Sampling, separators, and adaptivity

Thoughts 2023-12-16

(This replaces an old post, where my understanding was wrong. I am grateful to the authors of [YZ24] for discussions which prompted me to look into this again.)

A recent paper, [YZ24], makes progress on two problems from my work on sampling permutations [Vio20]. First, it improves the cell-probe lower bound for sampling permutations over [n] from about \log \log n to about \log n. Second, they prove a lower bound for sampling a certain distribution which was put forth in my work as a candidate for a separation between adaptive and non-adaptive sampling, thus establishing the separation.

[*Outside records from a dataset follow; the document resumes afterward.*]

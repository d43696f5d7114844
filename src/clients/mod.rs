pub mod geocoder;

pub use geocoder::{BlockingGeocoder, Geocoder};
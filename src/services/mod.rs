pub mod cache;
pub mod rate_limiter;

pub use cache::{
    CacheBackend, CacheEntry, CacheKey, FileCache, MemoryCache, ResultCache, DEFAULT_CACHE_TTL,
    DEFAULT_FLUSH_INTERVAL,
};
pub use rate_limiter::RateLimiter;
//! Base Adresse Nationale (France)
//!
//! 文档: https://adresse.data.gouv.fr/api

use serde_json::Value as JsonValue;
use std::time::Duration;

use super::{geojson_point, push_limit, trim_base, Provider};
use crate::error::GeocoderResult;
use crate::infrastructure::{DecodedBody, HttpRequest};
use crate::models::{Location, Query, QueryTarget};

const DEFAULT_BASE_URL: &str = "https://api-adresse.data.gouv.fr";

pub struct BanFrance {
    base_url: String,
}

impl BanFrance {
    pub fn new() -> Self {
        Self::with_base_url(DEFAULT_BASE_URL)
    }

    pub fn with_base_url(base_url: impl Into<String>) -> Self {
        Self {
            base_url: trim_base(base_url),
        }
    }

    fn parse_feature(feature: &JsonValue) -> GeocoderResult<Location> {
        let (latitude, longitude) = geojson_point(feature)?;
        let label = feature
            .pointer("/properties/label")
            .and_then(JsonValue::as_str)
            .unwrap_or_default();
        Location::new(label, latitude, longitude, feature.clone())
    }
}

impl Default for BanFrance {
    fn default() -> Self {
        Self::new()
    }
}

impl Provider for BanFrance {
    fn name(&self) -> &str {
        "BANFrance"
    }

    fn min_interval(&self) -> Duration {
        // 50 次/秒
        Duration::from_millis(20)
    }

    fn build_request(&self, query: &Query) -> GeocoderResult<HttpRequest> {
        match &query.target {
            QueryTarget::Address(text) => {
                let mut params = vec![("q".to_string(), text.clone())];
                push_limit(&mut params, query.options.limit);
                HttpRequest::get(&format!("{}/search", self.base_url), &params)
            }
            QueryTarget::Reverse(point) => {
                let params = vec![
                    ("lat".to_string(), point.latitude.to_string()),
                    ("lon".to_string(), point.longitude.to_string()),
                ];
                HttpRequest::get(&format!("{}/reverse", self.base_url), &params)
            }
        }
    }

    fn decode(&self, _query: &Query, body: DecodedBody) -> GeocoderResult<Vec<Location>> {
        let json = body.into_json()?;
        match json.get("features").and_then(JsonValue::as_array) {
            Some(features) => features.iter().map(Self::parse_feature).collect(),
            None => Ok(Vec::new()),
        }
    }
}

There are several ideas in their work, so it is not immediately clear where they gain from my work. They suggest that a key difference is what they call flowers, which is similar to sunflowers where the kernel just needs to be a little less than trivial, and then such objects start to appear even for smaller families.

Actually, this result was already known, and at times it was called “separator.” I quote a relevant lemma (similar statements appear in other works).

Lemma 1. (Lemma 2.3 in [Vio09]) [Separator] For every n sets Q(1),Q(2),\ldots ,Q(n) of size q each and every desired “gap” g, there is w\in [n/(gq)^{q},n] and a “kernel” set B of size |B|\le w/g such that there are \ge w disjoint sets among Q(1)\setminus B,Q(2)\setminus B,\ldots ,Q(n)\setminus B.

This appears to somewhat improve and simplify the proof of Theorem 2.1 in their paper.

The novelty in their work lies in the other arguments, which I find quite ingenious.

For the first type of results, I always needed that |B|\le w^{2}/n, while they show that in fact you can always work with w slightly larger than |B|, as long as w^{2}>n. So for example, for w around \sqrt {n} I didn’t get much, while they do. Their proof decouples the statistical-distance bound from the size of the kernel, while in mine they are tied together.

For the second result, they reduce sampling two equal sets with non-trivial error to the sampling of the candidate distribution. Then they prove a lower bound for the former (and for this they don’t need any decoupling). The argument is simple and, in my opinion, very cool.

Adaptivity

A favorite open problem of mine in this area is: Can you sample a near-uniform permutation of [n] with 2 adaptive queries (per output element)? Today is your turn to solve this problem. A related obsession of mine over the years has been to somehow port the separator to the adaptive setting. The closest I think I got is the separator in [Vio23], which basically shows that you can restrict the input to the sampler so that many queries are nearly independent. This can be used to prove some new sampling lower bounds which are also strong enough to imply succinct data-structure lower bounds. Alas, the parameters don’t seem strong enough for the permutation problem… or maybe they are, and I am again missing it. It’s worth looking at this problem again and see if their new ideas can help here.

References

[Vio09]   Emanuele Viola. Cell-probe lower bounds for prefix sums, 2009. arXiv:0906.1370v1.

[Vio20]   Emanuele Viola. Sampling lower bounds: boolean average-case and permutations. SIAM J. on Computing, 49(1), 2020. Available at http://www.ccs.neu.edu/home/viola/.

[Vio23]   Emanuele Viola. New sampling lower bounds via the separator. In Conf. on Computational Complexity (CCC), 2023. Available at http://www.ccs.neu.edu/home/viola/.

[YZ24]    Huacheng Yu and Wei Zhan. Sampling, flowers and communication. In ACM Innovations in Theoretical Computer Science conf. (ITCS), 2024.